Indeed, the left’s outrage against Whelan stinks of such double-standards. These people express far less outrage over the outing of political donors, gay conservatives et al than of this Blevins guy and the same crowd would cheer the exposure of a conservative anonymous blogger.

First of all, there’s the completely unfalsifiable claim that the same people pissed about publius being outed would “cheer” a conservative blogger being outed. First of all, the reasons would have to be the same; if an anonymous/psedononymous conservative blogger were outed for, say, a conflict of interest or because their identity was somehoe relevant to the context of the argument, that would be completely different than revealing their identity simply because they criticized you in acerbic terms. But more obviously, this would have to happen first. And in the event this doesn’t happen, Goldberg’s contention is completely unfalsifiable, even though the lack of liberals outing conservative writers using pseudonyms would seem to do so to most observers. And as for “political donors,” I’m not really sure how one could “out” them, since donations to political campaigns/parties/committees, with the exception of 527’s, are public record.

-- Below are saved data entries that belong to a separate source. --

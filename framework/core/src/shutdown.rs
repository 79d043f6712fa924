use std::future::Future;
use std::sync::atomic::{AtomicBool, Ordering};
use std::{borrow::BorrowMut, sync::Arc};

use tokio::sync::broadcast::{Receiver, Sender};
use tokio::sync::Mutex;

/// Broadcasts a single "stop now" signal to every listener in the process.
///
/// The runner holds one of these per run. The signal listener fires it on Ctrl-C or SIGTERM. The
/// orchestrator only acts on it at points where no create call is in flight.
#[derive(Debug, Clone)]
pub struct ShutdownHandle {
    sender: Sender<()>,
}

impl Default for ShutdownHandle {
    fn default() -> Self {
        Self::new()
    }
}

impl ShutdownHandle {
    pub fn new() -> Self {
        Self {
            sender: tokio::sync::broadcast::channel(1).0,
        }
    }

    pub fn shutdown(&self) {
        if let Err(e) = self.sender.send(()) {
            // Will fail if nobody is listening for a shutdown signal, in which case the log message
            // can be ignored.
            log::warn!("Failed to send shutdown signal: {e:?}");
        }
    }

    pub fn new_listener(&self) -> DelegatedShutdownListener {
        DelegatedShutdownListener::new(self.sender.subscribe())
    }
}

/// A listener shared between clones. Once any clone has seen the signal, every clone reports it.
#[derive(Clone, Debug)]
pub struct DelegatedShutdownListener {
    receiver: Arc<Mutex<Receiver<()>>>,
    received: Arc<AtomicBool>,
}

impl DelegatedShutdownListener {
    pub(crate) fn new(receiver: Receiver<()>) -> Self {
        Self {
            receiver: Arc::new(Mutex::new(receiver)),
            received: Arc::new(AtomicBool::new(false)),
        }
    }

    /// Point in time check if the shutdown signal has been received.
    pub fn should_shutdown(&mut self) -> bool {
        if self.received.load(Ordering::SeqCst) {
            return true;
        }

        let seen = match self.receiver.try_lock() {
            Ok(mut guard) => {
                match guard.try_recv() {
                    Ok(_) => true,
                    Err(tokio::sync::broadcast::error::TryRecvError::Closed) => true,
                    // If the receiver is empty or lagged then we should not shutdown.
                    Err(_) => false,
                }
            }
            Err(_) => false,
        };
        if seen {
            self.received.store(true, Ordering::SeqCst);
        }
        seen
    }

    /// Drive `work` to completion unless the shutdown signal arrives first, in which case `work` is
    /// dropped and `None` returned.
    ///
    /// Only hand this work that is safe to abandon part way through, such as status polls.
    pub async fn unless_shutdown<F: Future>(&mut self, work: F) -> Option<F::Output> {
        if self.should_shutdown() {
            return None;
        }

        tokio::select! {
            output = work => Some(output),
            _ = self.wait_for_shutdown() => None,
        }
    }

    /// Wait for the shutdown signal to be received.
    ///
    /// If every [ShutdownHandle] has been dropped no signal can ever arrive and this never
    /// returns. It is safe to race this with another future so that the signal cancels work in
    /// progress.
    pub async fn wait_for_shutdown(&mut self) {
        if self.received.load(Ordering::SeqCst) {
            return;
        }

        let result = self.receiver.borrow_mut().lock().await.recv().await;
        match result {
            Ok(()) | Err(tokio::sync::broadcast::error::RecvError::Lagged(_)) => {
                self.received.store(true, Ordering::SeqCst);
            }
            Err(tokio::sync::broadcast::error::RecvError::Closed) => {
                log::debug!("Shutdown channel closed, no signal can arrive");
                std::future::pending::<()>().await;
            }
        }
    }
}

But the real thrust here is the remark to outing “gay conservatives.” Frankly I’m conflicted about the practice, but it ought to be rather obvious that there’s a clear difference between conduct, even outing, relating to elected officials or other individuals who have a direct role in making public policy and conduct relating to writers, professors, or others who want to make their opinion known, but are not directly tied to policy making. That’s not hypocrisy, it’s just common sense. If we’re talking about outing a gay blogger who opposes gay marriage or same sex civil marriage rights, that might be a point worth making, but to the best of my knowledge, that hasn’t happened. Outing politicians who oppose gay rights measures might be morally problematic, but given the influence such a person wields, it’s clearly different than outing a random internet writer. And in this particular case, there’s no conceivable reason whatsoever for revealing publius’s identity. It doesn’t reveal any conflict of interest, or call his credibility into question. Indeed, by confirming that publius is, in fact, a law professor, Whelan has actually cemented his qualifications to opine on the matter. The only logical reasoning one could find for outing publius is an attempt to adversely affect his life. Period.

Nope, No Racists Here

Sunday, May 10th, 2009

by Brien Jackson

You rarely get the sort of candor Jonah exhibits here:

For starters, I think the ideal Republican candidate just might be Hispanic — and tough on immigration. The way our politics work, you need some kind of authenticity, some kind of membership, to go after sacred cows. Not just in the Nixon to China or Sista Souljah sense, but in the sense that only members of a “special group” can challenge the orthodoxies of the self-appointed (left-wing) leadership of that group. Blacks can challenge racial quotas in ways whites can’t. Women can attack feminism in ways men can’t. Jews can criticize Israel, Catholics can challenge the Church, gays can question gay marriage, and so on. Yes, they’ll still be attacked for their heresy. But the chief weapon — charges of bigotry — is severely blunted when “one of your own” leads the assault. I don’t like it, but it is what it is.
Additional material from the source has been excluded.